Oxford Üniversitesi Nuffield Temel Bakım Sağlık Bilimleri Bölümü’nden Profesör Trish Greenhalgh, “Seçkin bilim insanlarından bekleneceği gibi raporun dayandığı temel kanıtlar daha fazla araştırmanın gerektiği alanları da gösterecek biçimde titizlikle incelenmiş ve sunulmuş” dedi. Örneğin bazı kişilerin hiç semptom göstermeden virüsü yaymaya devam edip edemeyeceği, maske takılması önerilerinin maruziyet riskine (mesela otobüs şoförlerine ya da köpek gezdirenlere) göre değişmesi gerekip gerekmediği ve maskenin rahat olmasının ne kadar önemli olduğu meselelerini titizlikle ele alıyor.

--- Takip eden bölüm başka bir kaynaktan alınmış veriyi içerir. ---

/// Error Handling Module
///
/// One error type per concern, all folding into `AppError`:
/// 1. Validation errors for request input
/// 2. Store errors (lookups, conflicts, file I/O)
/// 3. Authentication / authorization errors
/// 4. HTTP response mapping with structured logging

use actix_web::{error::ResponseError, http::StatusCode, HttpResponse};
use thiserror::Error;

// ============================================================================
// 1. DOMAIN-SPECIFIC ERROR TYPES
// ============================================================================

/// Validation errors for input data
#[derive(Debug, Clone, Error, PartialEq, Eq)]
pub enum ValidationError {
    #[error("{0} is empty")]
    EmptyField(String),
    #[error("{0} is too long (maximum {1} characters)")]
    TooLong(String, usize),
    #[error("{0} has invalid format")]
    InvalidFormat(String),
}

/// Persistent store errors
#[derive(Debug, Error)]
pub enum StoreError {
    #[error("Not found: {0}")]
    NotFound(String),
    #[error("Email already registered")]
    DuplicateEmail,
    #[error("Only the author may modify this chirp")]
    NotAuthor,
    #[error("Store I/O failure: {0}")]
    Io(#[from] std::io::Error),
    #[error("Store document is malformed: {0}")]
    Serialization(#[from] serde_json::Error),
}

/// Authentication and authorization errors
#[derive(Debug, Clone, Copy, Error, PartialEq, Eq)]
pub enum AuthError {
    #[error("Authorization header not included")]
    MissingHeader,
    #[error("Malformed authorization header")]
    MalformedHeader,
    #[error("Token signature is invalid")]
    InvalidSignature,
    #[error("Token could not be decoded")]
    InvalidToken,
    #[error("Token has expired")]
    Expired,
    #[error("Wrong token type")]
    WrongTokenType,
    #[error("Token has been revoked")]
    RevokedToken,
    #[error("Invalid email or password")]
    InvalidCredentials,
    #[error("Invalid API key")]
    InvalidApiKey,
}

// ============================================================================
// 2. UNIFIED APPLICATION ERROR TYPE
// ============================================================================

#[derive(Debug, Error)]
pub enum AppError {
    #[error(transparent)]
    Validation(#[from] ValidationError),
    #[error(transparent)]
    Store(#[from] StoreError),
    #[error(transparent)]
    Auth(#[from] AuthError),
    #[error("Password hashing failed: {0}")]
    Hashing(String),
    #[error("Internal error: {0}")]
    Internal(String),
    /// Failure inside a handler that already holds an `ErrorContext`
    #[error("{operation} failed: {source}")]
    InContext {
        request_id: String,
        operation: String,
        source: Box<AppError>,
    },
}

// ============================================================================
// 3. HTTP RESPONSE MAPPING
// ============================================================================

/// Error body returned to clients
#[derive(Debug, serde::Serialize, serde::Deserialize)]
pub struct ErrorResponse {
    /// Request id, also present in the server log line
    pub error_id: String,
    pub message: String,
    /// Stable code for client-side handling
    pub code: String,
    pub status: u16,
    pub timestamp: String,
}

impl ErrorResponse {
    pub fn new(error_id: String, message: String, code: String, status: u16) -> Self {
        Self {
            error_id,
            message,
            code,
            status,
            timestamp: chrono::Utc::now().to_rfc3339(),
        }
    }
}

/// Trait for converting errors to HTTP responses with proper logging
pub trait ErrorHandler {
    fn error_response(&self, request_id: &str) -> (StatusCode, ErrorResponse);
    fn log_error(&self, request_id: &str);
}

impl AppError {
    /// Status, client code and client-facing message.
    ///
    /// Auth failures collapse into coarse codes so callers learn the category
    /// of the failure and nothing more.
    fn classify(&self) -> (StatusCode, &'static str, String) {
        match self {
            AppError::Validation(e) => (StatusCode::BAD_REQUEST, "VALIDATION_ERROR", e.to_string()),

            AppError::Store(e) => match e {
                StoreError::NotFound(_) => (StatusCode::NOT_FOUND, "NOT_FOUND", e.to_string()),
                StoreError::DuplicateEmail => (StatusCode::CONFLICT, "DUPLICATE_ENTRY", e.to_string()),
                StoreError::NotAuthor => (StatusCode::FORBIDDEN, "FORBIDDEN", e.to_string()),
                StoreError::Io(_) | StoreError::Serialization(_) => (
                    StatusCode::INTERNAL_SERVER_ERROR,
                    "STORE_ERROR",
                    "Store error occurred".to_string(),
                ),
            },

            AppError::Auth(e) => match e {
                AuthError::MissingHeader | AuthError::MalformedHeader => (
                    StatusCode::UNAUTHORIZED,
                    "UNAUTHORIZED",
                    "Missing or invalid authorization header".to_string(),
                ),
                AuthError::InvalidCredentials => (
                    StatusCode::UNAUTHORIZED,
                    "INVALID_CREDENTIALS",
                    e.to_string(),
                ),
                AuthError::InvalidApiKey => (
                    StatusCode::UNAUTHORIZED,
                    "INVALID_API_KEY",
                    e.to_string(),
                ),
                AuthError::InvalidSignature
                | AuthError::InvalidToken
                | AuthError::Expired
                | AuthError::WrongTokenType
                | AuthError::RevokedToken => (
                    StatusCode::UNAUTHORIZED,
                    "TOKEN_INVALID",
                    "Invalid or expired token".to_string(),
                ),
            },

            AppError::Hashing(_) | AppError::Internal(_) => (
                StatusCode::INTERNAL_SERVER_ERROR,
                "INTERNAL_ERROR",
                "Internal server error".to_string(),
            ),

            AppError::InContext { source, .. } => source.classify(),
        }
    }

    /// Request id assigned by the handler, if the error passed through one.
    fn request_id(&self) -> Option<&str> {
        match self {
            AppError::InContext { request_id, .. } => Some(request_id),
            _ => None,
        }
    }
}

impl ErrorHandler for AppError {
    fn error_response(&self, request_id: &str) -> (StatusCode, ErrorResponse) {
        let (status, code, message) = self.classify();
        let body = ErrorResponse::new(
            request_id.to_string(),
            message,
            code.to_string(),
            status.as_u16(),
        );
        (status, body)
    }

    fn log_error(&self, request_id: &str) {
        match self {
            AppError::Validation(e) => {
                tracing::warn!(request_id = request_id, error = %e, "Validation error");
            }
            AppError::Store(StoreError::Io(_) | StoreError::Serialization(_)) => {
                tracing::error!(request_id = request_id, error = %self, "Store failure");
            }
            AppError::Store(e) => {
                tracing::warn!(request_id = request_id, error = %e, "Store rejected request");
            }
            AppError::Auth(AuthError::InvalidCredentials) => {
                tracing::warn!(request_id = request_id, "Invalid credentials attempt");
            }
            AppError::Auth(e) => {
                tracing::warn!(request_id = request_id, error = %e, "Authentication error");
            }
            AppError::Hashing(msg) | AppError::Internal(msg) => {
                tracing::error!(request_id = request_id, error = %msg, "Internal error");
            }
            AppError::InContext { operation, source, .. } => {
                let _span = tracing::info_span!("operation", name = %operation).entered();
                source.log_error(request_id);
            }
        }
    }
}

/// Actix-web integration
impl ResponseError for AppError {
    fn error_response(&self) -> HttpResponse {
        let request_id = self
            .request_id()
            .map(str::to_string)
            .unwrap_or_else(|| uuid::Uuid::new_v4().to_string());
        self.log_error(&request_id);

        let (status, body) = <Self as ErrorHandler>::error_response(self, &request_id);
        HttpResponse::build(status).json(body)
    }

    fn status_code(&self) -> StatusCode {
        self.classify().0
    }
}

// ============================================================================
// 4. ERROR CONTEXT ENRICHMENT
// ============================================================================

/// Per-operation context carried through a handler for log correlation
#[derive(Debug, Clone)]
pub struct ErrorContext {
    pub request_id: String,
    pub user_id: Option<String>,
    pub operation: String,
}

impl ErrorContext {
    pub fn new(operation: impl Into<String>) -> Self {
        Self {
            request_id: uuid::Uuid::new_v4().to_string(),
            user_id: None,
            operation: operation.into(),
        }
    }

    pub fn with_user_id(mut self, user_id: impl ToString) -> Self {
        self.user_id = Some(user_id.to_string());
        self
    }

    /// Tag a failure with this context so the error response and its log
    /// line carry `request_id`.
    pub fn attach(&self, error: impl Into<AppError>) -> AppError {
        AppError::InContext {
            request_id: self.request_id.clone(),
            operation: self.operation.clone(),
            source: Box::new(error.into()),
        }
    }
}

Dr. Greenhalgh şöyle ekledi:

“Böylece sıradan yurttaşların ağız ve burunlarını kapamasının ülkenin yavaş yavaş tecritten çıkmasına yardım edecek kilit bir strateji olduğu argümanına ağırlık kazandırıyor. Raporda değinilmeyen mevzulardan biri ise maskelerin halk tarafından yaygın kullanılmasının sağlık çalışanları için tıbbi maske stoklarının tükenmesine sebep olabileceği tehlikesi. Tıbbi maskelerin sağlık hizmeti verilen yerler dışında kullanılmasına gerek yoktur. Kumaş bir maske ise çok iyi koruma sağlar ve kullanımı da daha rahattır” Fakat Reading Üniversitesi’nden hücresel mikrobiyolog Dr. Simon Clarke raporun “ne kadar ilginç olsa da ağız maskelerinin kullanışlılığına dair anlayışımızı kavramsal açıdan ilerletmekten ziyade bir dizi mevcut fikri temsil ettiğini” söyledi.

Dr. Clarke, “Yeni kanıt sunmada yetersiz kalıyor ve maskelerin ve ağız-burun kapatmanın insanların davranışında olumsuz etkileri olabileceği ihtimalini ele alan uyarı prensibini fazla lakayt biçimde reddediyor” dedi. Her iki taraftan da daha fazla kanıt sunulmadığı müddetçe bütün tavsiyeler ancak fikirlere dayandırılabilir.